Reprinted: AFSCME.ORG

New York, NY – District Council 37 (DC 37), the largest public employee union in the nation’s largest city, is taking part in an all-out effort to fight proposed changes to the workers’ compensation system in New York — changes that affect all workers injured on the job. The New York State Workers’ Compensation Board has proposed medical treatment guidelines and regulations that would eliminate monetary awards for dozens of arm and leg injuries, while also denying workers the right to have an independent medical examination. The change would also deny benefits and care to workers injured on the job who fail to answer all the questions posed by an employer’s medical examiner.

Workers’ compensation, which has been on the books in New York for a century, is threatened by right-wing business interests, such as the Business Council, that pressured the Workers’ Compensation Board to issue proposed changes to longstanding regulations earlier this year.

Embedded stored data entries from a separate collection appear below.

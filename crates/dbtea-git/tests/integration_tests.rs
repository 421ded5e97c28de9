//! Integration tests for pull request providers
//!
//! The live GitHub test is marked `#[ignore]` and needs a token and a
//! throwaway repository:
//!
//! ```bash
//! GITHUB_TOKEN=... \
//! DBTEA_TEST_GITHUB_ORG=my-org \
//! DBTEA_TEST_GITHUB_REPO=sandbox \
//! DBTEA_TEST_GITHUB_HEAD=dbtea/test-branch \
//! cargo test -p dbtea-git --test integration_tests -- --ignored
//! ```

use dbtea_core::ErrorKind;
use dbtea_git::{GitHubProvider, MockProvider, PullRequest, PullRequestProvider};

fn open_all(provider: &dyn PullRequestProvider, heads: &[&str]) -> Vec<Option<String>> {
    heads
        .iter()
        .map(|head| {
            provider
                .create(&PullRequest::new("acme", "looker", *head).with_base("develop"))
                .ok()
                .and_then(|created| created.html_url)
        })
        .collect()
}

#[test]
fn mock_provider_behind_trait_object() {
    let mock = MockProvider::new();
    let urls = open_all(&mock, &["views", "models"]);

    assert_eq!(urls.len(), 2);
    assert!(urls.iter().all(Option::is_some));
    assert!(mock.requests().iter().all(|r| r.base == "develop"));
}

#[test]
fn unreachable_api_is_external_call_failure() {
    let provider = GitHubProvider::new("token").with_api_url("http://127.0.0.1:9");
    let err = provider
        .create(&PullRequest::new("acme", "looker", "views"))
        .unwrap_err();

    assert_eq!(err.kind, ErrorKind::ExternalCallFailed);
    assert_eq!(err.name, "pull-request-create-fail");
}

#[test]
#[ignore]
fn live_github_pull_request() {
    let org = std::env::var("DBTEA_TEST_GITHUB_ORG").expect("DBTEA_TEST_GITHUB_ORG");
    let repo = std::env::var("DBTEA_TEST_GITHUB_REPO").expect("DBTEA_TEST_GITHUB_REPO");
    let head = std::env::var("DBTEA_TEST_GITHUB_HEAD").expect("DBTEA_TEST_GITHUB_HEAD");

    let provider = GitHubProvider::from_env("GITHUB_TOKEN").unwrap();
    let created = provider.create(&PullRequest::new(org, repo, head)).unwrap();
    assert!(created.html_url.is_some());
}
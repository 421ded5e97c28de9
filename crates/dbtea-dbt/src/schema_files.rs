//! dbt schema YAML files (`models:` entries)

use dbtea_core::{DbteaError, ModelSchema, Result};
use serde::Deserialize;
use std::path::{Path, PathBuf};
use walkdir::WalkDir;

#[derive(Debug, Default, Deserialize)]
struct SchemaFile {
    #[serde(default)]
    models: Vec<ModelSchema>,
}

/// Parse a YAML file; an empty file is `Null`
pub fn parse_yaml_file(path: &Path) -> Result<serde_yaml::Value> {
    if !path.is_file() {
        return Err(DbteaError::missing_resource(
            "missing-yaml-file",
            "YAML file set to parse is missing",
            format!(
                "Attempted to parse YAML file at path {}, however this path is not a file",
                path.display()
            ),
        ));
    }

    let contents = std::fs::read_to_string(path).map_err(|e| DbteaError::io(path, e))?;
    serde_yaml::from_str(&contents).map_err(|e| invalid_yaml(path, e))
}

fn invalid_yaml(path: &Path, err: serde_yaml::Error) -> DbteaError {
    DbteaError::invalid_input(
        "invalid-yaml-file",
        "Failed to parse YAML file",
        format!("{}: {}", path.display(), err),
    )
}

/// Model entries declared in one schema file
pub fn models_in_file(path: &Path) -> Result<Vec<ModelSchema>> {
    let value = parse_yaml_file(path)?;
    if value.is_null() {
        return Ok(Vec::new());
    }

    let file: SchemaFile = serde_yaml::from_value(value).map_err(|e| invalid_yaml(path, e))?;
    Ok(file.models)
}

/// `.yml`/`.yaml` files under `dirs`, sorted by path within each directory
pub fn schema_files(dirs: &[PathBuf]) -> Vec<PathBuf> {
    let mut files = Vec::new();
    for dir in dirs {
        for entry in WalkDir::new(dir)
            .sort_by_file_name()
            .into_iter()
            .filter_map(|e| e.ok())
        {
            if !entry.file_type().is_file() {
                continue;
            }
            let is_yaml = entry
                .path()
                .extension()
                .and_then(|ext| ext.to_str())
                .is_some_and(|ext| ext == "yml" || ext == "yaml");
            if is_yaml {
                files.push(entry.path().to_path_buf());
            }
        }
    }
    files
}

/// Every model documented in schema files under `dirs`, in file order
pub fn model_schemas_from_yaml(dirs: &[PathBuf]) -> Result<Vec<ModelSchema>> {
    let mut models = Vec::new();
    for file in schema_files(dirs) {
        let found = models_in_file(&file)?;
        tracing::debug!("Found {} model(s) in {}", found.len(), file.display());
        models.extend(found);
    }
    Ok(models)
}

The board’s action unleashed a firestorm of criticism and a fightback by unions and workers’ advocacy groups.

“Who will gain more with these proposals? Certainly not an injured worker,” said DC 37 Safety and Health Director Guille Mejia. “The only beneficiaries from these proposals, should they be implemented, will be employers and insurers who have been pushing the board to control and ultimately eliminate monetary awards beyond wage replacement to injured workers.”

“This plan is an insult to all working men and women,” said New York State AFL-CIO President Mario Cilento. “Benefit cuts for injured workers are wholly unjustifiable.”

In a letter to Clarissa M. Rodriguez, chair of the state’s Workers’ Compensation Board, DC 37 Executive Director Henry Garrido wrote, “The Board’s proposals would strip out members of important protections and due process and rights and would create a system ripe for abuse by employers, insurers, independent medical examiners and IME vendors. They impose new burdens on DC 37 members who are injured on the job, and may also limit their earning capacity.”

Along with powerful testimony before the state legislature in Albany by union leaders and letters from state legislators and other elected officials, the response had a strong impact on the board, which is now under pressure to revisit its proposed regulations and not deviate from its mandate outlined in the state budget.

“The campaign has been effective and put a lot of pressure on Albany to do a rewrite,” said Mejia. “But we have to continue to fight.”